Read an Excerpt

Cambridge University Press
0521816408 - The Moss Flora of Britain and Ireland - Second Edition - by A. J. E. Smith
Excerpt

Introduction

For information on all aspects of bryology see A.J. Shaw & B. Goffinet (eds.), Bryophyte Biology, Cambridge University Press, 2000.

Nomenclature

I have followed the nomenclature of Corley et al. (1981) deviating from this where there have been subsequent taxonomic or nomenclatural changes. Only recent synonyms are given except for names used by Dixon & Jameson (1924).

Author abbreviations are those recommended by Brummitt & Powell (1992) although where three or more authors are involved I have used only the first name followed by et al. (e.g. Gaertn. et al. rather than Gaertn., B. Mey. & Scherb.). Authorities for species are those given on the Missouri Botanic Garden website W³MOST. For place of publication abbreviations I have followed Crosby (1999).

Bryologia Europaea citations

Bryologia Europaea was published in 65 fascicles between 1837 and 1855 but not in any systematic order. On the title pages the names P. Bruch, W.P. Schimper and W.T. Gümbel appear. However, the general consensus now is that Gümbel was the illustrator and did not describe any mosses and I have therefore not used his name for any Bryologia Europaea citations. The citation of Bruch & Schimper or Schimper alone is also problematic. Bruch died in 1847 and the last part of Bryologia Europea did not appear until 1855. I have followed Stafleu & Cowan (1976) who give the date and authorship of each genus in Bryologia Europaaea. The frequently used citation BSG should be avoided.

Use of ex and in

'Ex' is used to connect the names of two or more persons, for example Schimp. ex Müll. Hal., the second of whom (C. Müller, Halle) validly published a name proposed by but not validly published by the first person (Schimper). When citing authorities, for example on a moss packet, both names or groups of names should be used.
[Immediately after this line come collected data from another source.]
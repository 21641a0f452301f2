pub mod completion;
pub mod markdown;
pub mod openrouter;
pub mod pipeline;
pub mod prompt;

pub use completion::{Completer, CompletionError, CompletionOptions, CompletionResponse};
pub use openrouter::{sort_models, ModelInfo, OpenRouterClient};
pub use pipeline::{ExplainConfig, ExplainError, ExplanationPipeline};
pub use prompt::{build_prompt, build_prompt_all};
use anyhow::{anyhow, Context, Result};
use async_trait::async_trait;
use reqwest::{Client, RequestBuilder, Response};
use serde::{Deserialize, Serialize};

use super::completion::{CompletionError, CompletionOptions, CompletionResponse, Completer};
use crate::log_debug;

const ENABLE_LOGS: bool = true;

pub const DEFAULT_BASE_URL: &str = "https://openrouter.ai/api/v1";
pub const DEFAULT_MODEL: &str = "moonshotai/kimi-k2:free";
const APP_TITLE: &str = "Word Tracker";

/// Model id fragments listed ahead of everything else in the model picker.
pub const RECOMMENDED_MODELS: [&str; 3] = ["qwen3-235b-a22b-2507", "deepseek-chat-v3-0324", "kimi-k2"];

#[derive(Debug, Clone, PartialEq, Serialize, Deserialize)]
pub struct ModelInfo {
    pub id: String,
    #[serde(default, skip_serializing_if = "Option::is_none")]
    pub name: Option<String>,
    #[serde(default)]
    pub created: i64,
}

impl ModelInfo {
    pub fn is_recommended(&self) -> bool {
        RECOMMENDED_MODELS
            .iter()
            .any(|fragment| self.id.contains(fragment))
    }
}

/// Recommended models first, then newest first.
pub fn sort_models(models: &mut [ModelInfo]) {
    models.sort_by(|a, b| {
        b.is_recommended()
            .cmp(&a.is_recommended())
            .then_with(|| b.created.cmp(&a.created))
    });
}

pub struct OpenRouterClient {
    base_url: String,
    api_key: String,
    model: String,
    client: Client,
}

impl OpenRouterClient {
    pub fn new(api_key: &str, model: &str) -> Result<Self> {
        Self::with_base_url(api_key, model, DEFAULT_BASE_URL)
    }

    pub fn with_base_url(api_key: &str, model: &str, base_url: &str) -> Result<Self> {
        let api_key = api_key.trim();
        if api_key.is_empty() {
            return Err(anyhow!("OpenRouter API key is required"));
        }
        let model = if model.trim().is_empty() {
            DEFAULT_MODEL
        } else {
            model.trim()
        };

        Ok(Self {
            base_url: base_url.trim_end_matches('/').to_string(),
            api_key: api_key.to_string(),
            model: model.to_string(),
            client: Client::builder()
                .build()
                .context("failed to build HTTP client")?,
        })
    }

    pub fn model(&self) -> &str {
        &self.model
    }

    fn authorized(&self, request: RequestBuilder) -> RequestBuilder {
        request
            .bearer_auth(&self.api_key)
            .header("X-Title", APP_TITLE)
    }

    /// All models the provider currently offers, unsorted.
    pub async fn list_models(&self) -> Result<Vec<ModelInfo>, CompletionError> {
        let endpoint = format!("{}/models", self.base_url);
        let response = self
            .authorized(self.client.get(endpoint))
            .send()
            .await
            .map_err(|err| CompletionError::Network(err.to_string()))?;

        let body = read_success_body(response).await?;
        let parsed: ModelList = serde_json::from_str(&body)
            .map_err(|err| CompletionError::InvalidResponse(err.to_string()))?;
        Ok(parsed.data)
    }
}

#[async_trait]
impl Completer for OpenRouterClient {
    async fn complete(
        &self,
        prompt: &str,
        options: &CompletionOptions,
    ) -> Result<CompletionResponse, CompletionError> {
        if prompt.trim().is_empty() {
            return Err(CompletionError::InvalidRequest("prompt is required".into()));
        }

        let endpoint = format!("{}/chat/completions", self.base_url);
        let payload = ChatRequest {
            model: &self.model,
            messages: vec![ChatMessage {
                role: "user",
                content: prompt,
            }],
            temperature: options.temperature,
            max_tokens: options.max_tokens,
        };

        log_debug!("Requesting completion from {} with model {}", endpoint, self.model);

        let response = self
            .authorized(self.client.post(endpoint))
            .json(&payload)
            .send()
            .await
            .map_err(|err| CompletionError::Network(err.to_string()))?;

        let body = read_success_body(response).await?;
        serde_json::from_str(&body).map_err(|err| CompletionError::InvalidResponse(err.to_string()))
    }
}

async fn read_success_body(response: Response) -> Result<String, CompletionError> {
    let status = response.status();
    let body = response
        .text()
        .await
        .map_err(|err| CompletionError::Network(err.to_string()))?;

    if status.is_success() {
        return Ok(body);
    }

    let message = serde_json::from_str::<ErrorEnvelope>(&body)
        .ok()
        .and_then(|envelope| envelope.error)
        .and_then(|error| error.message)
        .unwrap_or_else(|| {
            let reason = status.canonical_reason().unwrap_or_default();
            format!("{reason} {}", body.trim()).trim().to_string()
        });
    Err(CompletionError::from_status(status.as_u16(), message))
}

#[derive(Debug, Serialize)]
struct ChatRequest<'a> {
    model: &'a str,
    messages: Vec<ChatMessage<'a>>,
    temperature: f32,
    max_tokens: u32,
}

#[derive(Debug, Serialize)]
struct ChatMessage<'a> {
    role: &'a str,
    content: &'a str,
}

#[derive(Debug, Deserialize)]
struct ModelList {
    #[serde(default)]
    data: Vec<ModelInfo>,
}

#[derive(Debug, Deserialize)]
struct ErrorEnvelope {
    error: Option<ErrorBody>,
}

#[derive(Debug, Deserialize)]
struct ErrorBody {
    message: Option<String>,
}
'In' is used to connect the names of two persons (e.g. Hook. in Grev.) the second of whom (Greville) was the editor or author of a work in which the first person (Hooker) was responsible for validly publishing or making available a name. When citing the authority for a moss name it is not necessary to cite the 'in' name. The 'in' author is only used when the publication is cited.

English names of mosses

I have not given English names of mosses in the text as they are more difficult to remember and often more cumbersome than Latin names. However, there is the absurd requirement in the Wildlife and Countryside Act, 1981, for common names to be used. I have therefore provided a list of preferred English names (pp. 945-964) from Edwards (1999).

Taxonomic categories

In the first edition of this book I adopted a somewhat broader concept of the genus than some other authors of the time but it is now clear that as a result of genetical and other studies this was incorrect, hence the increase in the number of genera from 175 to 214. More equivocal is the status of a number of taxa now recognised as species but treated in the past as varieties or subspecies. However, I have followed, albeit sometimes somewhat reluctantly, current practices in the treatment of such taxa.
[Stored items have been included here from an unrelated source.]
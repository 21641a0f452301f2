pub mod commands;
pub mod db;
pub mod explanation;
pub mod extraction;
pub mod history;
pub mod protocol;
pub mod settings;
pub mod utils;

use std::{
    path::{Path, PathBuf},
    sync::Arc,
};

use anyhow::{Context, Result};
use tokio::task::JoinHandle;

use explanation::{ExplainConfig, ExplanationPipeline};
use history::{HistoryStore, HISTORY_DB_FILE};
use settings::{SettingsStore, SETTINGS_FILE};

const ENABLE_LOGS: bool = true;

/// Overrides the platform data directory.
pub const DATA_DIR_ENV: &str = "WORD_TRACKER_DATA_DIR";

pub struct AppState {
    pub history: HistoryStore,
    pub pipeline: Arc<ExplanationPipeline>,
    pub settings: Arc<SettingsStore>,
}

impl AppState {
    /// Open the history database and settings under `data_dir`.
    pub async fn bootstrap(data_dir: &Path) -> Result<Self> {
        std::fs::create_dir_all(data_dir)
            .with_context(|| format!("Failed to create data directory {}", data_dir.display()))?;

        let history = HistoryStore::new(data_dir.join(HISTORY_DB_FILE));
        history.init().await?;

        let settings = SettingsStore::new(data_dir.join(SETTINGS_FILE))?;
        let config = ExplainConfig::from(&settings.get());
        let pipeline = ExplanationPipeline::new(history.clone(), config);

        log_info!("Word Tracker data directory: {}", data_dir.display());

        Ok(Self {
            history,
            pipeline: Arc::new(pipeline),
            settings: Arc::new(settings),
        })
    }

    /// Keep the pipeline configuration in step with saved settings.
    ///
    /// The task ends once the settings store is dropped.
    pub fn spawn_settings_listener(&self) -> JoinHandle<()> {
        let mut changes = self.settings.subscribe();
        let pipeline = Arc::clone(&self.pipeline);
        tokio::spawn(async move {
            while changes.changed().await.is_ok() {
                let config = ExplainConfig::from(&*changes.borrow_and_update());
                pipeline.reload(config);
            }
            log_debug!("Settings listener stopped");
        })
    }
}

/// `$WORD_TRACKER_DATA_DIR`, else the platform data directory.
pub fn default_data_dir() -> Result<PathBuf> {
    if let Some(dir) = std::env::var_os(DATA_DIR_ENV).filter(|dir| !dir.is_empty()) {
        return Ok(PathBuf::from(dir));
    }
    dirs::data_dir()
        .map(|dir| dir.join("word-tracker"))
        .context("Could not determine a data directory; set WORD_TRACKER_DATA_DIR")
}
Frequency and distribution

The publication of volumes 2 and 3 of the Atlas of the Bryophytes of Britain and Ireland (Hill et al. 1992, 1994) has provided a much better picture of the frequency and distribution of mosses than was available at the time the first edition of this Flora was written and it has proved possible to give more accurate information on a regional basis. I have used six estimates of frequency: very rare, rare, occasional, frequent, common and very common. To which of these categories a particular species belongs is to some extent a matter of personal opinion but it was felt that this system was more satisfactory than using a multiplicity of phrases such as 'not infrequent', 'not uncommon' etc. that have been used elsewhere.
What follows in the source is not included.